‘We’re all a little bit cracked’ Bressie says
Niall Breslin brought his live ‘Where Is My Mind’ podcast tour to his home town on Sunday night. The mental health activist, author and frontman of The Blizzards spoke to Conor Moore, aka Conor Sketches, about his rise to fame doing impressions of sporting heroes, in front of a packed audience at Mullingar Arts Centre.
The first half of the show was dedicated to Bressie’s own mental health journey, which began, he said, at 13 years of age.
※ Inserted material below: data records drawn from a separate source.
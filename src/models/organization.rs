//! Organization profile structures.

use serde::{Deserialize, Serialize};

/// One focus area of an organization.
#[derive(Debug, Clone, Serialize, Deserialize, PartialEq, Eq, Default)]
pub struct OrgFocus {
    /// Focus name (empty if the page shows none)
    #[serde(default)]
    pub name: String,

    /// Focus icon URL
    #[serde(default)]
    pub image_url: String,
}

/// An organization's public profile.
#[derive(Debug, Clone, Serialize, Deserialize, PartialEq, Eq)]
pub struct OrganizationProfile {
    /// Organization short-code
    pub sid: String,

    /// Organization display name
    pub name: String,

    /// Member count as reported by the search endpoint (0 if unavailable)
    #[serde(default)]
    pub member_count: u32,

    /// Primary focus
    #[serde(default)]
    pub primary_focus: OrgFocus,

    /// Secondary focus
    #[serde(default)]
    pub secondary_focus: OrgFocus,

    /// Logo image URL
    #[serde(default)]
    pub logo_url: String,

    /// Banner image URL
    #[serde(default)]
    pub banner_url: String,
}
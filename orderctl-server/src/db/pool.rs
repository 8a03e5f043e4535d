//! Database connection pool management
//!
//! Uses sqlx PgPool with explicit connection limits.

use std::time::Duration;

use sqlx::postgres::{PgConnectOptions, PgPoolOptions};
use sqlx::PgPool;

/// Default maximum connections for the pool.
const DEFAULT_MAX_CONNECTIONS: u32 = 5;

/// Idle connections above the minimum are closed after this long.
const IDLE_TIMEOUT: Duration = Duration::from_secs(10);

/// Create a PostgreSQL connection pool.
///
/// Connections are opened lazily up to [`DEFAULT_MAX_CONNECTIONS`]; none are
/// kept warm.
///
/// # Errors
///
/// Returns an error if the first connection fails.
pub async fn create_pool(options: PgConnectOptions) -> Result<PgPool, sqlx::Error> {
    create_pool_with_options(options, DEFAULT_MAX_CONNECTIONS).await
}

/// Create a PostgreSQL connection pool with a custom connection limit.
pub async fn create_pool_with_options(
    options: PgConnectOptions,
    max_connections: u32,
) -> Result<PgPool, sqlx::Error> {
    PgPoolOptions::new()
        .max_connections(max_connections)
        .min_connections(0)
        .idle_timeout(IDLE_TIMEOUT)
        .connect_with(options)
        .await
}

/// Liveness check: run a trivial query on a pooled connection.
pub async fn ping(pool: &PgPool) -> Result<(), sqlx::Error> {
    sqlx::query("SELECT 1").execute(pool).await?;
    Ok(())
}

#[cfg(test)]
mod tests {
    use super::*;

    // Integration tests require a real database
    // Run with: DATABASE_URL=postgres://... cargo test -p orderctl-server -- --ignored

    async fn pool_from_env() -> PgPool {
        let url = std::env::var("DATABASE_URL").expect("DATABASE_URL required");
        let options: PgConnectOptions = url.parse().expect("invalid DATABASE_URL");
        create_pool(options).await.expect("pool creation failed")
    }

    #[tokio::test]
    #[ignore = "requires database"]
    async fn ping_succeeds() {
        let pool = pool_from_env().await;
        ping(&pool).await.expect("ping failed");
    }

    #[tokio::test]
    #[ignore = "requires database"]
    async fn concurrent_pool_access() {
        let pool = pool_from_env().await;

        // More tasks than connections: callers wait for a free slot
        let handles: Vec<_> = (0..10)
            .map(|i| {
                let pool = pool.clone();
                tokio::spawn(async move {
                    let result: (i32,) = sqlx::query_as("SELECT $1::int")
                        .bind(i)
                        .fetch_one(&pool)
                        .await
                        .expect("concurrent query failed");
                    result.0
                })
            })
            .collect();

        for (i, handle) in handles.into_iter().enumerate() {
            let result = handle.await.expect("task panicked");
            assert_eq!(result, i as i32);
        }
        assert!(pool.size() <= DEFAULT_MAX_CONNECTIONS);
    }
}
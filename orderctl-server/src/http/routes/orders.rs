//! Order endpoints
//!
//! Malformed ids and bodies are not reported separately: like storage
//! failures they become the endpoint's 500 message.

use axum::{
    extract::{rejection::JsonRejection, rejection::PathRejection, Path, State},
    http::StatusCode,
    routing::get,
    Json, Router,
};
use chrono::SecondsFormat;
use serde::{Deserialize, Deserializer, Serialize};

use super::products::ProductResponse;
use crate::db::{Order, OrderDetail, OrderProductMap};
use crate::http::error::{ApiError, DbResultExt};
use crate::state::AppState;

const LIST_FAILED: &str = "Failed to fetch orders";
const FETCH_FAILED: &str = "Failed to fetch order";
const CREATE_FAILED: &str = "Failed to create order";
const UPDATE_FAILED: &str = "Failed to update order";
const DELETE_FAILED: &str = "Failed to delete order";

/// Create order request
#[derive(Debug, Deserialize)]
#[serde(rename_all = "camelCase")]
pub struct CreateOrderRequest {
    /// Left optional so a missing value reaches the NOT NULL constraint
    pub order_description: Option<String>,
    pub product_ids: Option<Vec<i32>>,
}

/// Update order request
#[derive(Debug, Deserialize)]
#[serde(rename_all = "camelCase")]
pub struct UpdateOrderRequest {
    /// `None` when absent, `Some(None)` for an explicit null
    #[serde(default, deserialize_with = "present")]
    pub order_description: Option<Option<String>>,
    /// `None` keeps associations, `Some(vec![])` clears them
    pub product_ids: Option<Vec<i32>>,
}

/// Wrap any present value, null included, in `Some`.
fn present<'de, D, T>(deserializer: D) -> Result<Option<T>, D::Error>
where
    D: Deserializer<'de>,
    T: Deserialize<'de>,
{
    T::deserialize(deserializer).map(Some)
}

/// Order response
#[derive(Debug, Serialize)]
#[serde(rename_all = "camelCase")]
pub struct OrderResponse {
    pub id: i32,
    pub order_description: String,
    pub created_at: String,
}

impl From<Order> for OrderResponse {
    fn from(o: Order) -> Self {
        Self {
            id: o.id,
            order_description: o.order_description,
            created_at: o.created_at.to_rfc3339_opts(SecondsFormat::Millis, true),
        }
    }
}

/// Association entry nested in the order detail
#[derive(Debug, Serialize)]
#[serde(rename_all = "camelCase")]
pub struct OrderProductMapResponse {
    pub id: i32,
    pub order_id: i32,
    pub product_id: i32,
    #[serde(rename = "Product")]
    pub product: ProductResponse,
}

impl From<OrderProductMap> for OrderProductMapResponse {
    fn from(m: OrderProductMap) -> Self {
        Self {
            id: m.id,
            order_id: m.order_id,
            product_id: m.product_id,
            product: ProductResponse::from(m.product),
        }
    }
}

/// Order with its associations
#[derive(Debug, Serialize)]
pub struct OrderDetailResponse {
    #[serde(flatten)]
    pub order: OrderResponse,
    #[serde(rename = "OrderProductMaps")]
    pub order_product_maps: Vec<OrderProductMapResponse>,
}

impl From<OrderDetail> for OrderDetailResponse {
    fn from(d: OrderDetail) -> Self {
        Self {
            order: OrderResponse::from(d.order),
            order_product_maps: d
                .products
                .into_iter()
                .map(OrderProductMapResponse::from)
                .collect(),
        }
    }
}

fn order_id(path: Result<Path<i32>, PathRejection>, failure: &'static str) -> Result<i32, ApiError> {
    path.map(|Path(id)| id)
        .map_err(|e| ApiError::failed(failure, e))
}

fn body<T>(json: Result<Json<T>, JsonRejection>, failure: &'static str) -> Result<T, ApiError> {
    json.map(|Json(req)| req)
        .map_err(|e| ApiError::failed(failure, e))
}

/// GET /api/orders - list all orders
async fn list_orders(State(state): State<AppState>) -> Result<Json<Vec<OrderResponse>>, ApiError> {
    let orders = state.orders().list().await.or_fail(LIST_FAILED)?;
    Ok(Json(orders.into_iter().map(OrderResponse::from).collect()))
}

/// GET /api/orders/{id} - get one order with its products
async fn get_order(
    State(state): State<AppState>,
    path: Result<Path<i32>, PathRejection>,
) -> Result<Json<OrderDetailResponse>, ApiError> {
    let id = order_id(path, FETCH_FAILED)?;
    let detail = state.orders().get(id).await.or_fail(FETCH_FAILED)?;
    Ok(Json(OrderDetailResponse::from(detail)))
}

/// POST /api/orders - create an order
async fn create_order(
    State(state): State<AppState>,
    json: Result<Json<CreateOrderRequest>, JsonRejection>,
) -> Result<(StatusCode, Json<OrderResponse>), ApiError> {
    let req = body(json, CREATE_FAILED)?;

    let order = state
        .orders()
        .create(req.order_description.as_deref(), req.product_ids.as_deref())
        .await
        .or_fail(CREATE_FAILED)?;

    tracing::info!(order_id = order.id, "Created order");
    Ok((StatusCode::CREATED, Json(OrderResponse::from(order))))
}

/// PUT /api/orders/{id} - update description and optionally replace products
async fn update_order(
    State(state): State<AppState>,
    path: Result<Path<i32>, PathRejection>,
    json: Result<Json<UpdateOrderRequest>, JsonRejection>,
) -> Result<Json<OrderResponse>, ApiError> {
    let id = order_id(path, UPDATE_FAILED)?;
    let req = body(json, UPDATE_FAILED)?;

    let order = state
        .orders()
        .update(
            id,
            req.order_description.as_ref().map(Option::as_deref),
            req.product_ids.as_deref(),
        )
        .await
        .or_fail(UPDATE_FAILED)?;

    Ok(Json(OrderResponse::from(order)))
}

/// DELETE /api/orders/{id} - delete an order and its associations
async fn delete_order(
    State(state): State<AppState>,
    path: Result<Path<i32>, PathRejection>,
) -> Result<StatusCode, ApiError> {
    let id = order_id(path, DELETE_FAILED)?;
    state.orders().delete(id).await.or_fail(DELETE_FAILED)?;

    tracing::info!(order_id = id, "Deleted order");
    Ok(StatusCode::NO_CONTENT)
}

/// Order routes
pub fn router() -> Router<AppState> {
    Router::new()
        .route("/api/orders", get(list_orders).post(create_order))
        .route(
            "/api/orders/{id}",
            get(get_order).put(update_order).delete(delete_order),
        )
}

#[cfg(test)]
mod tests {
    use super::*;
    use crate::db::Product;
    use chrono::{TimeZone, Utc};
    use serde_json::json;

    #[test]
    fn update_request_distinguishes_missing_and_empty_products() {
        let missing: UpdateOrderRequest =
            serde_json::from_value(json!({ "orderDescription": "x" })).unwrap();
        assert!(missing.product_ids.is_none());

        let empty: UpdateOrderRequest =
            serde_json::from_value(json!({ "orderDescription": "x", "productIds": [] })).unwrap();
        assert_eq!(empty.product_ids, Some(vec![]));

        let null: UpdateOrderRequest =
            serde_json::from_value(json!({ "productIds": null })).unwrap();
        assert!(null.product_ids.is_none());
        assert!(null.order_description.is_none());
    }

    #[test]
    fn update_request_distinguishes_missing_and_null_description() {
        let missing: UpdateOrderRequest =
            serde_json::from_value(json!({ "productIds": [1] })).unwrap();
        assert_eq!(missing.order_description, None);

        let null: UpdateOrderRequest =
            serde_json::from_value(json!({ "orderDescription": null })).unwrap();
        assert_eq!(null.order_description, Some(None));

        let set: UpdateOrderRequest =
            serde_json::from_value(json!({ "orderDescription": "new" })).unwrap();
        assert_eq!(set.order_description, Some(Some("new".to_string())));
    }

    #[test]
    fn created_at_uses_millisecond_utc_format() {
        let order = Order {
            id: 1,
            order_description: "x".into(),
            created_at: Utc.with_ymd_and_hms(2026, 10, 17, 18, 33, 47).unwrap()
                + chrono::Duration::microseconds(10_642),
        };
        assert_eq!(
            OrderResponse::from(order).created_at,
            "2026-10-17T18:33:47.010Z"
        );
    }

    #[test]
    fn create_request_tolerates_missing_description() {
        let req: CreateOrderRequest =
            serde_json::from_value(json!({ "productIds": [1, 3] })).unwrap();
        assert!(req.order_description.is_none());
        assert_eq!(req.product_ids, Some(vec![1, 3]));
    }

    #[test]
    fn detail_serializes_nested_associations() {
        let detail = OrderDetail {
            order: Order {
                id: 9,
                order_description: "two things".into(),
                created_at: Utc.with_ymd_and_hms(2024, 5, 1, 12, 0, 0).unwrap(),
            },
            products: vec![OrderProductMap {
                id: 21,
                order_id: 9,
                product_id: 1,
                product: Product {
                    id: 1,
                    product_name: "HP laptop".into(),
                    product_description: Some("This is HP laptop".into()),
                },
            }],
        };

        let value = serde_json::to_value(OrderDetailResponse::from(detail)).unwrap();
        assert_eq!(
            value,
            json!({
                "id": 9,
                "orderDescription": "two things",
                "createdAt": "2024-05-01T12:00:00.000Z",
                "OrderProductMaps": [{
                    "id": 21,
                    "orderId": 9,
                    "productId": 1,
                    "Product": {
                        "id": 1,
                        "productName": "HP laptop",
                        "productDescription": "This is HP laptop"
                    }
                }]
            })
        );
    }
}
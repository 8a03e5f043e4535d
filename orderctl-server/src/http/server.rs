//! Axum server setup
//!
//! Server skeleton with:
//! - Permissive CORS (any origin, as browser frontends call the API directly)
//! - Tracing middleware
//! - Graceful shutdown on SIGTERM/Ctrl+C

use std::net::SocketAddr;

use axum::Router;
use tokio::net::TcpListener;
use tower_http::cors::CorsLayer;
use tower_http::trace::TraceLayer;

use super::routes;
use crate::state::AppState;

/// Port the API listens on unless overridden
pub const DEFAULT_PORT: u16 = 4005;

/// Server configuration
#[derive(Debug, Clone)]
pub struct ServerConfig {
    /// Address to bind to (default: 0.0.0.0:4005)
    pub bind_addr: SocketAddr,
}

impl Default for ServerConfig {
    fn default() -> Self {
        Self {
            bind_addr: SocketAddr::from(([0, 0, 0, 0], DEFAULT_PORT)),
        }
    }
}

/// Build the application router with all routes
pub fn build_router(state: AppState) -> Router {
    Router::new()
        .merge(routes::health::router())
        .merge(routes::orders::router())
        .merge(routes::products::router())
        .layer(CorsLayer::permissive())
        .layer(TraceLayer::new_for_http())
        .with_state(state)
}

/// Run the HTTP server until a shutdown signal arrives.
///
/// # Example
///
/// ```ignore
/// let pool = create_pool(db_config.connect_options()).await?;
/// run_server(AppState::new(pool), ServerConfig::default()).await?;
/// ```
pub async fn run_server(state: AppState, config: ServerConfig) -> Result<(), ServerError> {
    let app = build_router(state);

    let listener = TcpListener::bind(config.bind_addr).await?;
    tracing::info!("Server is running on http://{}", config.bind_addr);

    axum::serve(listener, app)
        .with_graceful_shutdown(shutdown_signal())
        .await?;

    tracing::info!("Server shutdown complete");
    Ok(())
}

/// Wait for shutdown signal (Ctrl+C or SIGTERM).
async fn shutdown_signal() {
    let ctrl_c = async {
        tokio::signal::ctrl_c()
            .await
            .expect("failed to install Ctrl+C handler");
    };

    #[cfg(unix)]
    let terminate = async {
        tokio::signal::unix::signal(tokio::signal::unix::SignalKind::terminate())
            .expect("failed to install SIGTERM handler")
            .recv()
            .await;
    };

    #[cfg(not(unix))]
    let terminate = std::future::pending::<()>();

    tokio::select! {
        _ = ctrl_c => {
            tracing::info!("Received Ctrl+C, starting shutdown");
        }
        _ = terminate => {
            tracing::info!("Received SIGTERM, starting shutdown");
        }
    }
}

/// Server error type
#[derive(Debug, thiserror::Error)]
pub enum ServerError {
    #[error("IO error: {0}")]
    Io(#[from] std::io::Error),
}
//! orderctl-server: REST API for orders, products, and their associations
//!
//! Layers, leaf-first:
//! - [`db::schema`]: table definitions, reconcile, reset + seed
//! - [`db::repos`]: `OrderRepo` / `ProductRepo` over a shared `PgPool`
//! - [`http`]: axum routes mapping repository results to JSON responses

pub mod config;
pub mod db;
pub mod http;
pub mod state;

pub use config::{ConfigError, DatabaseConfig};
pub use state::AppState;
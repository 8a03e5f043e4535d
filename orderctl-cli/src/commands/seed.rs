//! Destructive reset + seed
//!
//! Drops the orders, products and order_product_map tables, recreates them
//! and inserts the fixed product catalogue. Not part of `serve`.

use anyhow::{bail, Context, Result};
use clap::Parser;

use orderctl_server::db::{create_pool, ping, schema};

use crate::config::database_config;

/// Arguments for the seed command
#[derive(Parser, Debug)]
pub struct SeedArgs {
    /// Confirm that all existing orders may be destroyed
    #[arg(long)]
    pub yes: bool,
}

/// Reset the schema and insert seed products
pub async fn run_seed(args: SeedArgs) -> Result<()> {
    if !args.yes {
        bail!("seed drops every order and product; re-run with --yes to confirm");
    }

    let db = database_config()?;
    let pool = create_pool(db.connect_options())
        .await
        .context("Failed to create database pool")?;

    ping(&pool)
        .await
        .context("Database liveness check failed")?;

    schema::reset_and_seed(&pool)
        .await
        .context("Failed to reset and seed database")?;

    pool.close().await;
    println!(
        "Seeded {} products into {}",
        schema::SEED_PRODUCTS.len(),
        db.name
    );
    Ok(())
}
His family had uprooted from their Mullingar home to move to Israel, where his dad Enda was on a UN peacekeeping mission.
He told of his first night there, in a strange country, hearing the sirens whaling, warning of a missile attack, and being told by a woman speaking in broken English to go to an underground bunker for safety.
That was the instigator for a series of panic attacks which plagued the former rugby star through adolescence and into adulthood.
His anxiety caused him to retire from the Leinster rugby squad, affected his music career with The Blizzards, and saw him knocking on the door of an NHS mental health clinic in the middle of the night in London, where he was working as a songwriter for a company that managed the likes of the Spice Girls.
The catalyst to seeking help was when he suffered a panic attack on live television during his time as judge on The Voice.
Bressie has since acquired a masters in mindfulness, is now doing his PhD on the subject, and embarked on a mission to improve the way we talk about mental health in Ireland.
He has co-founded the A Lust for Life schools programme, helping young people in schools, and written a series of children’s books, the latest of which, ‘Follow My Lead', encourages children, and their parents, to incorporate mindfulness practice into daily life.
Through spoken word, music, and a lot of humour, Niall talked about heavy subjects with honesty and reassured the audience, that “we’re all a little bit cracked”. But in the words of Leonard Cohen, that’s how the lights gets in.
The second half revolved largely around Conor Moore, who regaled the audience with hilarious tales involving Tiger Woods, Michael Jordan, Tommy Tiernan, and Roy Keane. Bessie quizzed him on his work ethic and process, while both agreed that there was nowhere like home.
Conor, who said he had been lucky to live in many beautiful cities, has decided to build a new home in Tudenham, where his family are from.
Ultimately, he said, home was where he could be himself, where people wished him well.